Data on the association between right ventricular (RV) function and adverse events after acute myocardial infarction (AMI) are scarce. The purpose of the current study was to evaluate the relation between RV function and adverse events in patients treated with primary percutaneous coronary intervention for AMI. Consecutive patients admitted with AMI treated with primary percutaneous coronary intervention underwent echocardiography within 48 hours of admission to assess left ventricular and RV function. RV function was quantified with RV fractional area change (RVFAC), tricuspid annular plane systolic excursion, and RV strain. The end point was defined as a composite of all-cause mortality, reinfarction, and hospitalization for heart failure.

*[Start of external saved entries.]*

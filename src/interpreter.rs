use crate::builtin;
use crate::command::{CommandRegistry, Handler};
use crate::config::InterpreterConfig;
use crate::env::Session;
use crate::io_adapters::{EditorSource, FrameReader, LineSource, ReadFault};
use crate::lexer::Expression;
use crate::value::Value;
use anyhow::Context;
use std::io::{self, BufRead, Write};

/// A line-oriented command interpreter.
///
/// The interpreter reads lines from its source, splits each into a command name
/// and arguments, and calls the callback registered under that name with the
/// arguments and the output sink. A failing line never ends the session: errors
/// are reported to the diagnostic sink and the next line is read.
///
/// Example
/// ```
/// use line_commands::Interpreter;
/// use std::io::{Cursor, Write};
///
/// let mut out = Vec::new();
/// let mut sh = Interpreter::new(Cursor::new("add 1 -5 0xab\n"), &mut out);
/// sh.register_command("add", |args, out| {
///     let mut sum = 0i64;
///     for arg in args {
///         sum += arg.parse::<i64>()?;
///     }
///     writeln!(out, "{sum}")?;
///     Ok(())
/// });
/// sh.run(false).unwrap();
/// drop(sh);
/// assert_eq!(out, b"167\n");
/// ```
pub struct Interpreter<'a, S> {
    source: S,
    output: Box<dyn Write + 'a>,
    tty: Box<dyn Write + 'a>,
    diagnostics: Box<dyn Write + 'a>,
    separator: char,
    session: Session,
    registry: CommandRegistry<'a>,
}

impl<'a, R: BufRead> Interpreter<'a, FrameReader<R>> {
    /// Create an interpreter with the default configuration, reading lines from
    /// `input` and writing command output to `output`.
    pub fn new(input: R, output: impl Write + 'a) -> Self {
        Self::with_config(input, output, InterpreterConfig::default())
    }

    /// Like [`Interpreter::new`], with framing, prompt and separator taken from `config`.
    pub fn with_config(input: R, output: impl Write + 'a, config: InterpreterConfig) -> Self {
        let source = FrameReader::new(input, config.frame_end, config.max_line_len);
        Self::from_source(source, output, config)
    }
}

impl<'a> Interpreter<'a, EditorSource> {
    /// Create an interpreter reading from the terminal through a line editor.
    ///
    /// The editor renders the prompt itself, so the prompt sink is not used.
    pub fn interactive(output: impl Write + 'a, config: InterpreterConfig) -> anyhow::Result<Self> {
        let source = EditorSource::new(config.max_line_len).context("failed to start line editor")?;
        Ok(Self::from_source(source, output, config))
    }
}

impl<'a, S: LineSource> Interpreter<'a, S> {
    /// Create an interpreter over any [`LineSource`].
    ///
    /// Only the prompt and separator of `config` are used here; framing is up to the source.
    pub fn from_source(source: S, output: impl Write + 'a, config: InterpreterConfig) -> Self {
        Self {
            source,
            output: Box::new(output),
            tty: Box::new(io::sink()),
            diagnostics: Box::new(io::stderr()),
            separator: config.separator,
            session: Session::new(config.prompt),
            registry: CommandRegistry::new(),
        }
    }

    /// Echo the prompt to `tty` before each line. Prompts are discarded by default.
    pub fn prompt_sink(mut self, tty: impl Write + 'a) -> Self {
        self.tty = Box::new(tty);
        self
    }

    /// Report failing commands to `diagnostics` instead of standard error.
    pub fn diagnostic_sink(mut self, diagnostics: impl Write + 'a) -> Self {
        self.diagnostics = Box::new(diagnostics);
        self
    }

    /// Register `callback` under `name` without a description.
    ///
    /// An existing command with the same name, the built-in `help` included, is replaced.
    pub fn register_command<F>(&mut self, name: impl Into<String>, callback: F)
    where
        F: FnMut(&[Value], &mut dyn Write) -> anyhow::Result<()> + 'a,
    {
        self.register_command_with_help(name, callback, "");
    }

    /// Register `callback` under `name` with a description shown by `help`.
    pub fn register_command_with_help<F>(&mut self, name: impl Into<String>, callback: F, help: impl Into<String>)
    where
        F: FnMut(&[Value], &mut dyn Write) -> anyhow::Result<()> + 'a,
    {
        self.registry.insert(name, Handler::callback(callback), help);
    }

    /// Change the prompt shown before the next line.
    pub fn set_prompt_string(&mut self, prompt: impl Into<String>) {
        self.session.set_prompt(prompt);
    }

    /// A handle on the session state, for callbacks that change the prompt.
    pub fn session(&self) -> Session {
        self.session.clone()
    }

    /// Read and dispatch lines until the input is exhausted.
    ///
    /// Returns `Ok(())` at the end of input or when the source fails. Errors of
    /// individual commands are written to the diagnostic sink, unless
    /// `stop_on_error` is set, in which case the first one is returned.
    pub fn run(&mut self, stop_on_error: bool) -> anyhow::Result<()> {
        loop {
            let prompt = self.session.prompt();
            let line = match self.source.read_line(&prompt, &mut *self.tty) {
                Ok(line) => line,
                Err(ReadFault::LineTooLong(limit)) => {
                    log::debug!("skipped a line longer than {limit} bytes");
                    continue;
                }
                Err(ReadFault::EndOfInput) => return Ok(()),
                Err(ReadFault::Fatal(e)) => {
                    log::debug!("stopped reading: {e}");
                    return Ok(());
                }
            };

            if let Err(e) = self.execute(&line) {
                if stop_on_error {
                    return Err(e);
                }
                log::warn!("command failed: {e:#}");
                if let Err(e) = writeln!(self.diagnostics, "{e:#}") {
                    log::trace!("failed to report error: {e}");
                }
            }
        }
    }

    /// Dispatch a single line.
    ///
    /// Blank lines do nothing. Unknown commands print a notice followed by the
    /// `help` listing. Errors from the command callback are returned.
    pub fn execute(&mut self, line: &str) -> anyhow::Result<()> {
        let expression: Expression = Expression::parse(line, self.separator);
        match expression.into_parts() {
            Some((command, args)) => self.invoke(&command, &args),
            None => Ok(()),
        }
    }

    fn invoke(&mut self, command: &str, args: &[Value]) -> anyhow::Result<()> {
        match self.registry.resolve(command) {
            Ok(entry) => match &mut entry.handler {
                Handler::Callback(callback) => {
                    log::debug!("dispatching {command} with {} argument(s)", args.len());
                    callback(args, &mut *self.output)
                }
                Handler::Help => Ok(builtin::help(&self.registry, args, &mut *self.output)?),
            },
            Err(e) => {
                log::debug!("{e}");
                writeln!(self.output, "{e}")?;
                self.invoke_help()
            }
        }
    }

    /// Run whatever is registered as `help`, without arguments.
    fn invoke_help(&mut self) -> anyhow::Result<()> {
        match self.registry.resolve("help") {
            Ok(entry) => match &mut entry.handler {
                Handler::Callback(callback) => callback(&[], &mut *self.output),
                Handler::Help => Ok(builtin::help(&self.registry, &[], &mut *self.output)?),
            },
            Err(_) => Ok(()),
        }
    }
}
//! Splitting an input line into a command name and its arguments.

use crate::value::Value;
use std::borrow::Cow;

/// Anything that can hold the text of one input line.
///
/// Byte buffers are treated like C strings: the content ends at the first NUL
/// byte, or at the end of the buffer when there is none. Invalid UTF-8 is
/// replaced rather than rejected.
pub trait Line {
    /// The textual content of the line.
    fn text(&self) -> Cow<'_, str>;
}

impl Line for str {
    fn text(&self) -> Cow<'_, str> {
        Cow::Borrowed(self)
    }
}

impl Line for String {
    fn text(&self) -> Cow<'_, str> {
        Cow::Borrowed(self)
    }
}

impl Line for [u8] {
    fn text(&self) -> Cow<'_, str> {
        let end = self.iter().position(|&b| b == 0).unwrap_or(self.len());
        String::from_utf8_lossy(&self[..end])
    }
}

impl<const N: usize> Line for [u8; N] {
    fn text(&self) -> Cow<'_, str> {
        self.as_slice().text()
    }
}

impl Line for Vec<u8> {
    fn text(&self) -> Cow<'_, str> {
        self.as_slice().text()
    }
}

impl<L: Line + ?Sized> Line for &L {
    fn text(&self) -> Cow<'_, str> {
        (**self).text()
    }
}

/// A tokenized line: the command name followed by its arguments.
///
/// `T` is the argument type, [`Value`] by default. Any type constructible from
/// `&str` works, e.g. plain `String`.
///
/// ```
/// use line_commands::Expression;
///
/// let exp: Expression = Expression::parse("   add  1 -5 0xab ", ' ');
/// assert!(exp.has_command());
/// assert_eq!(exp.command(), "add");
/// assert_eq!(exp.args().len(), 3);
/// ```
#[derive(Debug, Clone, PartialEq, Eq)]
pub struct Expression<T = Value> {
    command: String,
    args: Vec<T>,
}

impl<T> Default for Expression<T> {
    fn default() -> Self {
        Self {
            command: String::new(),
            args: Vec::new(),
        }
    }
}

impl<T: for<'s> From<&'s str>> Expression<T> {
    /// Tokenize `line` on `separator`.
    ///
    /// Runs of separators never produce empty tokens, so leading, trailing and
    /// repeated separators are all ignored. An empty line, or one made of
    /// separators only, yields an expression without a command.
    pub fn parse<L: Line + ?Sized>(line: &L, separator: char) -> Self {
        let text = line.text();
        let mut fields = text
            .split(separator)
            .filter(|field| !field.is_empty() && !field.starts_with(separator));

        let Some(command) = fields.next() else {
            return Self::default();
        };

        Self {
            command: command.to_owned(),
            args: fields.map(|field| T::from(field)).collect(),
        }
    }
}

impl<T> Expression<T> {
    /// The command name; empty when the line held no command.
    pub fn command(&self) -> &str {
        &self.command
    }

    /// The arguments following the command, in order.
    pub fn args(&self) -> &[T] {
        &self.args
    }

    /// `false` for blank lines, which carry nothing to dispatch.
    pub fn has_command(&self) -> bool {
        !self.command.is_empty()
    }

    /// Split into the command name and arguments, or `None` when there is no command.
    pub fn into_parts(self) -> Option<(String, Vec<T>)> {
        if self.has_command() {
            Some((self.command, self.args))
        } else {
            None
        }
    }
}
/// Prompt shown before every line unless configured otherwise.
pub const DEFAULT_PROMPT: &str = ">>> ";
/// Default size of the line buffer, terminator slot included.
const DEFAULT_BUFFER_SIZE: usize = 256;

/// Construction parameters of an [`Interpreter`](crate::Interpreter).
///
/// ```
/// use line_commands::InterpreterConfig;
///
/// let config = InterpreterConfig::default()
///     .with_separator(',')
///     .with_frame_end(b'0')
///     .with_prompt("$ ");
/// assert_eq!(config.max_line_len, 255);
/// ```
#[derive(Debug, Clone, PartialEq, Eq)]
pub struct InterpreterConfig {
    /// Initial prompt string.
    pub prompt: String,
    /// Byte terminating one input line.
    pub frame_end: u8,
    /// Longest accepted line in bytes, terminator excluded.
    pub max_line_len: usize,
    /// Character separating the command and its arguments.
    pub separator: char,
}

impl Default for InterpreterConfig {
    fn default() -> Self {
        Self {
            prompt: DEFAULT_PROMPT.to_string(),
            frame_end: b'\n',
            max_line_len: DEFAULT_BUFFER_SIZE - 1,
            separator: ' ',
        }
    }
}

impl InterpreterConfig {
    /// Prompt shown before each line.
    pub fn with_prompt(mut self, prompt: impl Into<String>) -> Self {
        self.prompt = prompt.into();
        self
    }

    /// Byte that terminates a line.
    pub fn with_frame_end(mut self, frame_end: u8) -> Self {
        self.frame_end = frame_end;
        self
    }

    /// Longest accepted line in bytes, terminator excluded. Longer lines are skipped.
    pub fn with_max_line_len(mut self, max_line_len: usize) -> Self {
        self.max_line_len = max_line_len;
        self
    }

    /// Character separating the command name and its arguments.
    pub fn with_separator(mut self, separator: char) -> Self {
        self.separator = separator;
        self
    }
}
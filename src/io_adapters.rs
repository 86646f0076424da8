use crate::lexer::Line;
use rustyline::DefaultEditor;
use rustyline::error::ReadlineError;
use std::cell::RefCell;
use std::io::{self, BufRead, ErrorKind, Read, Result as IoResult, Write};
use std::rc::Rc;

/// Reasons a source could not deliver the next line.
#[derive(Debug, thiserror::Error)]
pub enum ReadFault {
    /// The input is exhausted. A frame cut short by the end of input counts as exhausted too.
    #[error("end of input")]
    EndOfInput,
    /// The line was longer than the configured limit and has been skipped.
    #[error("line longer than {0} bytes")]
    LineTooLong(usize),
    /// The source failed and cannot be read any further.
    #[error("read failed: {0}")]
    Fatal(#[from] io::Error),
}

/// Where the interpreter gets its lines from.
pub trait LineSource {
    /// Show `prompt` and block until the next complete line is available.
    ///
    /// `tty` is the prompt sink of the interpreter; sources that render the
    /// prompt themselves may ignore it.
    fn read_line(&mut self, prompt: &str, tty: &mut dyn Write) -> Result<String, ReadFault>;
}

/// Reads lines delimited by a single terminator byte from any buffered reader.
///
/// At most `max_len` bytes are accepted per line (terminator excluded). Longer
/// lines are consumed up to and including their terminator and reported as
/// [`ReadFault::LineTooLong`].
pub struct FrameReader<R> {
    reader: R,
    frame_end: u8,
    max_len: usize,
}

impl<R: BufRead> FrameReader<R> {
    /// Frame `reader` on `frame_end`, accepting lines of up to `max_len` bytes.
    pub fn new(reader: R, frame_end: u8, max_len: usize) -> Self {
        Self {
            reader,
            frame_end,
            max_len,
        }
    }

    /// Read the next frame without its terminator.
    ///
    /// Like a C string buffer, the frame's text ends at its first NUL byte.
    pub fn read_frame(&mut self) -> Result<String, ReadFault> {
        let mut buf = Vec::new();
        let limit = (self.max_len as u64).saturating_add(1);
        let read = self
            .reader
            .by_ref()
            .take(limit)
            .read_until(self.frame_end, &mut buf)?;

        if read == 0 {
            return Err(ReadFault::EndOfInput);
        }
        if buf.last() == Some(&self.frame_end) {
            buf.pop();
            return Ok(buf.text().into_owned());
        }
        if buf.len() as u64 == limit {
            self.discard_frame()?;
            return Err(ReadFault::LineTooLong(self.max_len));
        }

        log::debug!("dropping {} bytes of unterminated input", buf.len());
        Err(ReadFault::EndOfInput)
    }

    /// Skip everything up to and including the next terminator.
    fn discard_frame(&mut self) -> IoResult<()> {
        loop {
            let (found, used) = {
                let available = match self.reader.fill_buf() {
                    Ok(available) => available,
                    Err(e) if e.kind() == ErrorKind::Interrupted => continue,
                    Err(e) => return Err(e),
                };
                if available.is_empty() {
                    return Ok(());
                }
                match available.iter().position(|&b| b == self.frame_end) {
                    Some(i) => (true, i + 1),
                    None => (false, available.len()),
                }
            };
            self.reader.consume(used);
            if found {
                return Ok(());
            }
        }
    }
}

impl<R: BufRead> LineSource for FrameReader<R> {
    fn read_line(&mut self, prompt: &str, tty: &mut dyn Write) -> Result<String, ReadFault> {
        if let Err(e) = tty.write_all(prompt.as_bytes()).and_then(|_| tty.flush()) {
            log::trace!("failed to emit prompt: {e}");
        }
        self.read_frame()
    }
}

/// Interactive line source backed by a rustyline editor.
///
/// The editor draws the prompt and keeps an in-memory history for the session.
/// Ctrl-C and Ctrl-D end the input.
pub struct EditorSource {
    editor: DefaultEditor,
    max_len: usize,
}

impl EditorSource {
    /// Start a line editor on the terminal, accepting lines of up to `max_len` bytes.
    pub fn new(max_len: usize) -> rustyline::Result<Self> {
        Ok(Self {
            editor: DefaultEditor::new()?,
            max_len,
        })
    }
}

impl LineSource for EditorSource {
    fn read_line(&mut self, prompt: &str, _tty: &mut dyn Write) -> Result<String, ReadFault> {
        match self.editor.readline(prompt) {
            Ok(line) => {
                if let Err(e) = self.editor.add_history_entry(line.as_str()) {
                    log::debug!("history not updated: {e}");
                }
                if line.len() > self.max_len {
                    return Err(ReadFault::LineTooLong(self.max_len));
                }
                Ok(line.as_bytes().text().into_owned())
            }
            Err(ReadlineError::Interrupted) | Err(ReadlineError::Eof) => Err(ReadFault::EndOfInput),
            Err(ReadlineError::Io(e)) => Err(ReadFault::Fatal(e)),
            Err(e) => Err(ReadFault::Fatal(io::Error::other(e.to_string()))),
        }
    }
}

/// Memory-backed writer whose contents stay reachable through its clones.
///
/// Handy for capturing what an interpreter printed while the interpreter is still alive.
#[derive(Clone, Default)]
pub struct SharedBuffer {
    buf: Rc<RefCell<Vec<u8>>>,
}

impl SharedBuffer {
    /// An empty buffer.
    pub fn new() -> Self {
        Self::default()
    }

    /// Everything written so far, decoded lossily.
    pub fn contents(&self) -> String {
        String::from_utf8_lossy(&self.buf.borrow()).into_owned()
    }

    /// Return the contents and clear the buffer.
    pub fn take(&self) -> String {
        let bytes = std::mem::take(&mut *self.buf.borrow_mut());
        String::from_utf8_lossy(&bytes).into_owned()
    }
}

impl Write for SharedBuffer {
    fn write(&mut self, data: &[u8]) -> IoResult<usize> {
        self.buf.borrow_mut().extend_from_slice(data);
        Ok(data.len())
    }

    fn flush(&mut self) -> IoResult<()> {
        Ok(())
    }
}

#[cfg(test)]
mod tests {
    use super::*;
    use std::io::Cursor;

    fn reader(input: &str, frame_end: u8, max_len: usize) -> FrameReader<Cursor<Vec<u8>>> {
        FrameReader::new(Cursor::new(input.as_bytes().to_vec()), frame_end, max_len)
    }

    #[test]
    fn test_reads_frames() {
        let mut frames = reader("foo\n\nbar baz\n", b'\n', 255);
        assert_eq!(frames.read_frame().unwrap(), "foo");
        assert_eq!(frames.read_frame().unwrap(), "");
        assert_eq!(frames.read_frame().unwrap(), "bar baz");
        assert!(matches!(frames.read_frame(), Err(ReadFault::EndOfInput)));
    }

    #[test]
    fn test_custom_terminator() {
        let mut frames = reader("foo,never gonna0foo,let0", b'0', 255);
        assert_eq!(frames.read_frame().unwrap(), "foo,never gonna");
        assert_eq!(frames.read_frame().unwrap(), "foo,let");
        assert!(matches!(frames.read_frame(), Err(ReadFault::EndOfInput)));
    }

    #[test]
    fn test_unterminated_tail_is_end_of_input() {
        let mut frames = reader("foo\nbar", b'\n', 255);
        assert_eq!(frames.read_frame().unwrap(), "foo");
        assert!(matches!(frames.read_frame(), Err(ReadFault::EndOfInput)));
    }

    #[test]
    fn test_too_long_line_is_skipped() {
        let mut frames = reader("12345\nabcdefghij\nabcd\n", b'\n', 5);
        assert_eq!(frames.read_frame().unwrap(), "12345");
        assert!(matches!(frames.read_frame(), Err(ReadFault::LineTooLong(5))));
        assert_eq!(frames.read_frame().unwrap(), "abcd");
        assert!(matches!(frames.read_frame(), Err(ReadFault::EndOfInput)));
    }

    #[test]
    fn test_too_long_line_at_end_of_input() {
        let mut frames = reader("abcdefghij", b'\n', 5);
        assert!(matches!(frames.read_frame(), Err(ReadFault::LineTooLong(5))));
        assert!(matches!(frames.read_frame(), Err(ReadFault::EndOfInput)));
    }

    #[test]
    fn test_frames_end_at_nul() {
        let mut frames = reader("\0foo\nfoo\0bar baz\n", b'\n', 255);
        assert_eq!(frames.read_frame().unwrap(), "");
        assert_eq!(frames.read_frame().unwrap(), "foo");
        assert!(matches!(frames.read_frame(), Err(ReadFault::EndOfInput)));
    }

    #[test]
    fn test_unbounded_line_length() {
        let mut frames = reader("foo\nbar baz\n", b'\n', usize::MAX);
        assert_eq!(frames.read_frame().unwrap(), "foo");
        assert_eq!(frames.read_frame().unwrap(), "bar baz");
        assert!(matches!(frames.read_frame(), Err(ReadFault::EndOfInput)));
    }

    struct FailingReader;

    impl Read for FailingReader {
        fn read(&mut self, _buf: &mut [u8]) -> IoResult<usize> {
            Err(io::Error::other("device unplugged"))
        }
    }

    #[test]
    fn test_read_errors_are_fatal() {
        let mut frames = FrameReader::new(io::BufReader::new(FailingReader), b'\n', 255);
        assert!(matches!(frames.read_frame(), Err(ReadFault::Fatal(_))));
    }

    #[test]
    fn test_prompt_goes_to_tty() {
        let mut frames = reader("foo\n", b'\n', 255);
        let mut tty = Vec::new();
        assert_eq!(frames.read_line("$ ", &mut tty).unwrap(), "foo");
        assert!(frames.read_line("$ ", &mut tty).is_err());
        assert_eq!(tty, b"$ $ ");
    }

    #[test]
    fn test_shared_buffer() {
        let buffer = SharedBuffer::new();
        let mut writer = buffer.clone();
        write!(writer, "hello {}", 42).unwrap();
        assert_eq!(buffer.contents(), "hello 42");
        assert_eq!(buffer.take(), "hello 42");
        assert_eq!(buffer.contents(), "");
    }
}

All patients (n=621) were followed prospectively, and during a mean follow-up of 24 months, 86 patients reached the composite end point. RVFAC, tricuspid annular plane systolic excursion, and RV strain were all univariable predictors of worse outcome. After multivariable analysis, only RVFAC (hazard ratio, 0.96; 95% CI, 0.92 to 0.99) and RV strain (hazard ratio, 1.08; 95% CI, 1.03 to 1.13) independently predicted the composite end point. In addition, RV strain provided incremental value to clinical information, infarct characteristics, left ventricular function, and RVFAC. RV function provides strong prognostic information in patients treated with primary percutaneous coronary intervention for AMI.